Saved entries
━━━━━━

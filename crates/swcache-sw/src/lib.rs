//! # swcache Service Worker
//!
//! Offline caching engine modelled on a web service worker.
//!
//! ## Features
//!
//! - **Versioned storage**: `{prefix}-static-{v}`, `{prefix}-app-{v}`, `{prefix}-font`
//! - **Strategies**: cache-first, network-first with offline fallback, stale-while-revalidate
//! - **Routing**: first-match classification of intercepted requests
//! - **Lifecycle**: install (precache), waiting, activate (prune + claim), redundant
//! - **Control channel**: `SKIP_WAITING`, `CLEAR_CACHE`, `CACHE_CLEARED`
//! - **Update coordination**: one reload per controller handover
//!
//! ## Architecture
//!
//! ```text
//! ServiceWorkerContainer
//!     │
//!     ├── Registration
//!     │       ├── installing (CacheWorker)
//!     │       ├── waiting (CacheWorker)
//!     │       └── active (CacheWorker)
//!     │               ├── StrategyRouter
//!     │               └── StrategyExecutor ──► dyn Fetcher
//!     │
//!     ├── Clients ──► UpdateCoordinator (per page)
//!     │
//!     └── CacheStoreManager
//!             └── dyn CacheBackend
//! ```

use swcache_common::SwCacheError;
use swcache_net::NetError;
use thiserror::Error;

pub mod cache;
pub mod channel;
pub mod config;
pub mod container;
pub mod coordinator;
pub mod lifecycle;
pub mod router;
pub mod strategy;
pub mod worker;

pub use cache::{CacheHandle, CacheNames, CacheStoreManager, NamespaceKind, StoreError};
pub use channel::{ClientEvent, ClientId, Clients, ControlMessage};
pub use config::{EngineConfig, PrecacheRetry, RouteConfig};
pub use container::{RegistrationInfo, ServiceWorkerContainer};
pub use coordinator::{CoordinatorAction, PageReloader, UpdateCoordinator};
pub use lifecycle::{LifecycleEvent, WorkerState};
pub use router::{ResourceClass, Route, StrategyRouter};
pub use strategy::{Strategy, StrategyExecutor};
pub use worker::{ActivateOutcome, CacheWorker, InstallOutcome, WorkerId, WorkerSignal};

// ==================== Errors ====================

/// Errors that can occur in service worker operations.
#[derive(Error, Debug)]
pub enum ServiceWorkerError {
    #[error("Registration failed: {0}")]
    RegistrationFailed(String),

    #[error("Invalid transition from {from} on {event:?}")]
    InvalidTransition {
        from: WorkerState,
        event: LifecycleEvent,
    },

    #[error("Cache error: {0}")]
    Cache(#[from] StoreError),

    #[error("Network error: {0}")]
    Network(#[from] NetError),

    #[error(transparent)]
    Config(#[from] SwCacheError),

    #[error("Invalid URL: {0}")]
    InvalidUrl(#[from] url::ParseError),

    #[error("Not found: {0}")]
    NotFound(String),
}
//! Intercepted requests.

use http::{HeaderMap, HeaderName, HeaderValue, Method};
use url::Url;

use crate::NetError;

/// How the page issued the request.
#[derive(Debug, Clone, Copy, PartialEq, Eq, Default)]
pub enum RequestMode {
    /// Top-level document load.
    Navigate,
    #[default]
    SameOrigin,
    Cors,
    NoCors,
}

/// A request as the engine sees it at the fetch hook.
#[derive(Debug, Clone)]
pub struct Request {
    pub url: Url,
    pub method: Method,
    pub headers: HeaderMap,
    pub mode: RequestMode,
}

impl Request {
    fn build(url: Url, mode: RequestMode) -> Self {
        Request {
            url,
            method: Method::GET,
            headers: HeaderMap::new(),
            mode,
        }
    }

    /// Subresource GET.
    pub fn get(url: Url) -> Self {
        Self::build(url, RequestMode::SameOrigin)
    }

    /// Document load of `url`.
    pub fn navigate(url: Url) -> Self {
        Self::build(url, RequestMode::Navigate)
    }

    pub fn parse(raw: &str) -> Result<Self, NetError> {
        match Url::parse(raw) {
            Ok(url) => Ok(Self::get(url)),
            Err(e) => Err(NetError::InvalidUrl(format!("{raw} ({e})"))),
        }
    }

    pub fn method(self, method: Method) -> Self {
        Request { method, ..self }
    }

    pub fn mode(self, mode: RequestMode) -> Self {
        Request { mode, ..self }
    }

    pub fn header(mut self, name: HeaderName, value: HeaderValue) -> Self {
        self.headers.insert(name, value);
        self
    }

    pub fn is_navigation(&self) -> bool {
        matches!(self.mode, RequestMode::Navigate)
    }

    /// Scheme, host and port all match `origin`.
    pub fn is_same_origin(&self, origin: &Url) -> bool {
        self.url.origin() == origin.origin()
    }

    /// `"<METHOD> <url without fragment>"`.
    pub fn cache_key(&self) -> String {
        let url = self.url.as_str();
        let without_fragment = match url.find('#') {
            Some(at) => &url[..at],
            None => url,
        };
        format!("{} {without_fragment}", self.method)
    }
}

━━━━━━

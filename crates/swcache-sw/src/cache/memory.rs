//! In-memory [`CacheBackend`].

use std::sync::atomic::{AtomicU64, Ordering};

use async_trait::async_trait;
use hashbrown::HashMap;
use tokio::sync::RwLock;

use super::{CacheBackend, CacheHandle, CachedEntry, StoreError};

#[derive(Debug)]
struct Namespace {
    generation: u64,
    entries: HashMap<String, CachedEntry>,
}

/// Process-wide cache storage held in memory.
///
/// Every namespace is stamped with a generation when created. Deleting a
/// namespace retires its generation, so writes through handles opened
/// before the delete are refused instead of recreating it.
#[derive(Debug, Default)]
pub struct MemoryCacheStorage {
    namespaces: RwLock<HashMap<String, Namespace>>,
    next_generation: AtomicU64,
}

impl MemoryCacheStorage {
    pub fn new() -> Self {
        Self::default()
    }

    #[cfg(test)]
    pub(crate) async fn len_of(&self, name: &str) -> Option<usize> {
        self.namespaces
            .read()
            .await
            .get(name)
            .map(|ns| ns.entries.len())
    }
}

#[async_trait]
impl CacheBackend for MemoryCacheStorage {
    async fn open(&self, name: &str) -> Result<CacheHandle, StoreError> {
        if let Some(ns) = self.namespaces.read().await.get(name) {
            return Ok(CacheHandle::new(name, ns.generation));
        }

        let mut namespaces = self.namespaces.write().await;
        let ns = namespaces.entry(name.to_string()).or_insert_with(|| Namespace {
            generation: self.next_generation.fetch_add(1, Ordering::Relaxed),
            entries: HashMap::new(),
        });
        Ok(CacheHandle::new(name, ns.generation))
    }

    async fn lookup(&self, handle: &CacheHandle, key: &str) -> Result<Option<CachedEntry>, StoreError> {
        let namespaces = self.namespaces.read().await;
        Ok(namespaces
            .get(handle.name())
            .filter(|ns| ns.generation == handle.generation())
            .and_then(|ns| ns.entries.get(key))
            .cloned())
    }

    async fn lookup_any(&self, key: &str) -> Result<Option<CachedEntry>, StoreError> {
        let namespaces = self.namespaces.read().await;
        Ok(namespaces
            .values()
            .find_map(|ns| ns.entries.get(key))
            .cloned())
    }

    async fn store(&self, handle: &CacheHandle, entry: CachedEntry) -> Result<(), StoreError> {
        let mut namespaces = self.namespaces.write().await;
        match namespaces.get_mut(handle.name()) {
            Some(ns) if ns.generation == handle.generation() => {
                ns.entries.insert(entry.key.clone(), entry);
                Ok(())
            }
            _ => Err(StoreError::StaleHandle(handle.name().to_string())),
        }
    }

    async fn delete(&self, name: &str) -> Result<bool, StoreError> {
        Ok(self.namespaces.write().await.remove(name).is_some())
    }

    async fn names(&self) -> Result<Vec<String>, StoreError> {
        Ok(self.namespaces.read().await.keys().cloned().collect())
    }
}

━━━━━━

Instructions to follow: Your answer must be a single number: the count of lines in these records that contain "channel".

Task solution: 3